Stan was in on seven Cup-settling victories (1968-69-70-71-72, 78-79), tying him with Bill Tilden (1920-26) for a U.S. high. He also had a smaller share of an eighth Cup in 1981, when he and Lutz took a quarterfinal doubles at Flushing Meadows over Czechs Ivan Lendl and Tom Smid, 9-7, 6-3, 6-2. That was the Cup adieu for Stan and Bob.

A notable sportsman, he had to “concentrate so hard I got a headache,” he said after the three-day ordeal at the hands of a loud partisan crowd and overly patriotic line judges in Bucha­rest. It was an extended, rocky campaign during which Smith won seven of eight singles and, with Erik van Dillen, all five dou­bles. Stan scored the clinching point in each of five series and nailed down two of the most dramatic singles victories ever by an American in the finale. Romania, loser to the U.S. in the 1969 and 1971 showdowns, appeared the favorite on home earth, but Smith shocked U.S. Open champ Ilie Nastase on the slow court to lead off, 11-9, 6-2, 6-3, and then out-battled the sly, combative Ion Tiriac in a tense five-set struggle, 4-6, 6-2, 6-4, 2-6, 6-0.

Aware that he had to hit outright winners well away from the lines to make sure of the points, Smith did just that to storm through a last-set bagel and send the U.S. safely ahead, 3-1, in the 3-2 victory.

Born Dec. 14, 1946, in Pasadena, Calif., he grew up there and was an All-American at the University of Southern California, where he won the U.S. Intercollegiate singles (1968) and, with Lutz, doubles in 1967 and 1968.

During an 11-year Davis Cup career that began in 1968, embracing 24 engagements, he was on the winning side 22 times, and 16 times provided the clinching point: three times in singles, 13 times in doubles (nine with Lutz, four with van Dillen). He and Lutz won 13 of 14 Cup matches together. As the U.S. ran up a record Cup streak of 17 victories from 1968 to the finale of 1973, Smith was involved in 14, the clincher in 12.
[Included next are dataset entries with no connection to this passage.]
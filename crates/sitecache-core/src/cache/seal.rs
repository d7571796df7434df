//! At-rest sealing of bearer secrets with ChaCha20-Poly1305.
//!
//! The store key lives in `store.key` next to the entries. Each entry is
//! sealed with a fresh random nonce and its cache key as associated data, so
//! an entry file copied under another key's name fails to open.

use std::io::Write;
use std::path::Path;
use std::time::Duration;

use base64::engine::general_purpose::STANDARD;
use base64::Engine;
use chacha20poly1305::aead::{Aead, KeyInit, Payload};
use chacha20poly1305::{ChaCha20Poly1305, Key, Nonce};
use rand::RngCore;

use super::StoreError;

/// Key file name inside the cache directory
pub const KEY_FILE: &str = "store.key";

const KEY_LEN: usize = 32;
const NONCE_LEN: usize = 12;

/// A key file shorter than this is still being written by another process
const KEY_HEX_LEN: usize = KEY_LEN * 2;
const KEY_READ_ATTEMPTS: u32 = 20;
const KEY_READ_DELAY: Duration = Duration::from_millis(25);

pub struct Sealer {
    cipher: ChaCha20Poly1305,
}

/// A sealed secret as written to disk (both fields base64)
pub struct Sealed {
    pub nonce: String,
    pub ciphertext: String,
}

impl Sealer {
    /// Load the store key from `dir`, creating it on first use.
    pub fn load_or_create(dir: &Path) -> Result<Self, StoreError> {
        let path = dir.join(KEY_FILE);
        let key_bytes = match std::fs::metadata(&path) {
            Ok(_) => read_key(&path)?,
            Err(e) if e.kind() == std::io::ErrorKind::NotFound => create_key(&path)?,
            Err(e) => return Err(StoreError::Io(e)),
        };
        Ok(Self {
            cipher: ChaCha20Poly1305::new(Key::from_slice(&key_bytes)),
        })
    }

    pub fn seal(&self, plaintext: &str, aad: &str) -> Result<Sealed, StoreError> {
        let mut nonce = [0u8; NONCE_LEN];
        rand::thread_rng().fill_bytes(&mut nonce);
        let ciphertext = self
            .cipher
            .encrypt(
                Nonce::from_slice(&nonce),
                Payload {
                    msg: plaintext.as_bytes(),
                    aad: aad.as_bytes(),
                },
            )
            .map_err(|_| StoreError::Seal("encryption failed".to_string()))?;
        Ok(Sealed {
            nonce: STANDARD.encode(nonce),
            ciphertext: STANDARD.encode(ciphertext),
        })
    }

    pub fn open(&self, sealed: &Sealed, aad: &str) -> Result<String, StoreError> {
        let nonce = STANDARD
            .decode(&sealed.nonce)
            .map_err(|e| StoreError::Seal(format!("bad nonce: {}", e)))?;
        if nonce.len() != NONCE_LEN {
            return Err(StoreError::Seal("bad nonce length".to_string()));
        }
        let ciphertext = STANDARD
            .decode(&sealed.ciphertext)
            .map_err(|e| StoreError::Seal(format!("bad ciphertext: {}", e)))?;
        let plaintext = self
            .cipher
            .decrypt(
                Nonce::from_slice(&nonce),
                Payload {
                    msg: &ciphertext,
                    aad: aad.as_bytes(),
                },
            )
            .map_err(|_| StoreError::Seal("decryption failed".to_string()))?;
        String::from_utf8(plaintext).map_err(|_| StoreError::Seal("secret is not utf-8".to_string()))
    }
}

fn decode_key(encoded: &str) -> Result<[u8; KEY_LEN], StoreError> {
    let bytes = hex::decode(encoded).map_err(|e| StoreError::Seal(format!("bad store key: {}", e)))?;
    bytes
        .try_into()
        .map_err(|_| StoreError::Seal("store key has wrong length".to_string()))
}

/// Read the key file, waiting briefly while a concurrent creator finishes writing it
fn read_key(path: &Path) -> Result<[u8; KEY_LEN], StoreError> {
    let mut attempts = 0;
    loop {
        attempts += 1;
        let contents = std::fs::read_to_string(path)?;
        let encoded = contents.trim();
        if encoded.len() >= KEY_HEX_LEN || attempts >= KEY_READ_ATTEMPTS {
            return decode_key(encoded);
        }
        std::thread::sleep(KEY_READ_DELAY);
    }
}

fn create_key(path: &Path) -> Result<[u8; KEY_LEN], StoreError> {
    let mut key = [0u8; KEY_LEN];
    rand::thread_rng().fill_bytes(&mut key);

    let mut options = std::fs::OpenOptions::new();
    options.write(true).create_new(true);
    #[cfg(unix)]
    {
        use std::os::unix::fs::OpenOptionsExt;
        options.mode(0o600);
    }
    match options.open(path) {
        Ok(mut file) => {
            file.write_all(hex::encode(key).as_bytes())?;
            file.sync_all()?;
            Ok(key)
        }
        // Another process created it first; use theirs
        Err(e) if e.kind() == std::io::ErrorKind::AlreadyExists => read_key(path),
        Err(e) => Err(StoreError::Io(e)),
    }
}
use serde::{Deserialize, Serialize};
use serde_json::{Map, Value};

/// List as returned by the upstream API
#[derive(Debug, Clone, Default, Deserialize)]
pub struct List {
    #[serde(default)]
    pub id: String,
    pub name: Option<String>,
    #[serde(rename = "displayName")]
    pub display_name: Option<String>,
    pub description: Option<String>,
    #[serde(rename = "webUrl")]
    pub web_url: Option<String>,
    #[serde(rename = "createdDateTime")]
    pub created_date_time: Option<String>,
    /// Some tenants report visibility at the top level
    pub hidden: Option<bool>,
    pub list: Option<ListInfo>,
}

#[derive(Debug, Clone, Default, Deserialize)]
pub struct ListInfo {
    pub template: Option<String>,
    pub hidden: Option<bool>,
}

#[derive(Debug, Clone, PartialEq, Serialize)]
pub struct ListSummary {
    pub id: String,
    pub name: Option<String>,
    pub display_name: Option<String>,
    pub web_url: Option<String>,
    pub list_template: Option<String>,
    pub hidden: bool,
    #[serde(skip_serializing_if = "Option::is_none")]
    pub description: Option<String>,
    #[serde(skip_serializing_if = "Option::is_none")]
    pub created_date_time: Option<String>,
}

impl List {
    pub fn is_hidden(&self) -> bool {
        self.hidden
            .or_else(|| self.list.as_ref().and_then(|l| l.hidden))
            .unwrap_or(false)
    }

    pub fn to_summary(&self) -> ListSummary {
        ListSummary {
            id: self.id.clone(),
            name: self.name.clone(),
            display_name: self.display_name.clone(),
            web_url: self.web_url.clone(),
            list_template: self.list.as_ref().and_then(|l| l.template.clone()),
            hidden: self.is_hidden(),
            description: self.description.clone(),
            created_date_time: self.created_date_time.clone(),
        }
    }
}

/// List item as returned by the upstream API (with `$expand=fields`)
#[derive(Debug, Clone, Default, Deserialize)]
pub struct ListItem {
    #[serde(default)]
    pub id: String,
    #[serde(default)]
    pub fields: Map<String, Value>,
    #[serde(rename = "webUrl")]
    pub web_url: Option<String>,
    #[serde(rename = "createdDateTime")]
    pub created_date_time: Option<String>,
    #[serde(rename = "lastModifiedDateTime")]
    pub last_modified_date_time: Option<String>,
}

#[derive(Debug, Clone, PartialEq, Serialize)]
pub struct ItemSummary {
    pub id: String,
    pub fields: Map<String, Value>,
    pub web_url: Option<String>,
    pub created_date_time: Option<String>,
    #[serde(skip_serializing_if = "Option::is_none")]
    pub last_modified_date_time: Option<String>,
}

impl ListItem {
    pub fn to_summary(&self) -> ItemSummary {
        ItemSummary {
            id: self.id.clone(),
            fields: self.fields.clone(),
            web_url: self.web_url.clone(),
            created_date_time: self.created_date_time.clone(),
            last_modified_date_time: self.last_modified_date_time.clone(),
        }
    }
}

/// Result of a field update: the item id and the fields as now stored
#[derive(Debug, Clone, PartialEq, Serialize)]
pub struct UpdatedItem {
    pub id: String,
    pub fields: Map<String, Value>,
}

#[cfg(test)]
mod tests {
    use super::*;

    #[test]
    fn test_hidden_read_from_either_location() {
        let top: List = serde_json::from_str(r#"{"id":"1","hidden":true}"#).unwrap();
        assert!(top.is_hidden());
        let nested: List =
            serde_json::from_str(r#"{"id":"2","list":{"template":"genericList","hidden":true}}"#).unwrap();
        assert!(nested.is_hidden());
        assert_eq!(nested.to_summary().list_template.as_deref(), Some("genericList"));
        let visible: List = serde_json::from_str(r#"{"id":"3"}"#).unwrap();
        assert!(!visible.is_hidden());
    }

    #[test]
    fn test_item_summary_keeps_fields() {
        let item: ListItem = serde_json::from_str(
            r#"{"id":"42","fields":{"Title":"Test","Priority":2},"webUrl":"https://x/42","createdDateTime":"2024-05-01T10:00:00Z"}"#,
        )
        .unwrap();
        let summary = item.to_summary();
        assert_eq!(summary.id, "42");
        assert_eq!(summary.fields["Title"], "Test");
        assert_eq!(summary.fields["Priority"], 2);
    }
}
His 1972 Wimbledon triumph over Nastase, 4-6, 6-3, 6-3, 4-6, 7-5, was one of the outstanding finals, and his 1971 defeat of Jan Kodes at Forest Hills, 3-6, 6-3, 6-2, 7-6 (5-3), was the first U.S. final to conclude in a tie-breaker. Smith and Lutz won the U.S. dou­bles four times and the Australian once. In a career spanning the amateur and Open eras, he was one of five centurions, winning at least 100 pro titles overall in singles and doubles. Stan hit the century with 39 singles, 61 doubles, and won $1,774,881 career prize money. Eleven times between 1967 and 1980, he was in the U.S. Top 10, No. 1 four years (1969, 71-72-73). Six straight times from 1970 he was in the world’s Top 10, No. 1 in 1972.

MAJOR TITLES (7)—Wimbledon singles, 1972; U.S. singles, 1971; Australian dou­bles, 1970; U.S. doubles, 1968, 74, 78, 80. OTHER U.S.TITLES (15)—Indoor singles, 1972; Indoor doubles, 1966, 69, with Lutz; 1970, with Arthur Ashe; Clay Court dou­bles, 1968, with Lutz; Hard Court singles, 1966-67-68; Hard Court doubles, 1966, with Lutz; Pro doubles, 1973, with Erik van Dillen; 1974, 1977, with Lutz; Intercollegiate singles, 1968; Intercollegiate doubles, 1967-68, with Lutz. DAVIS CUP—1968-69-70-71-72-73, 75, 77, 79, 81, 15-5 singles, 20-3 doubles. SINGLES RECORD IN THE MAJORS—Australian (5-3), French (23-9), Wimbledon (45-17). U.S. (39-19).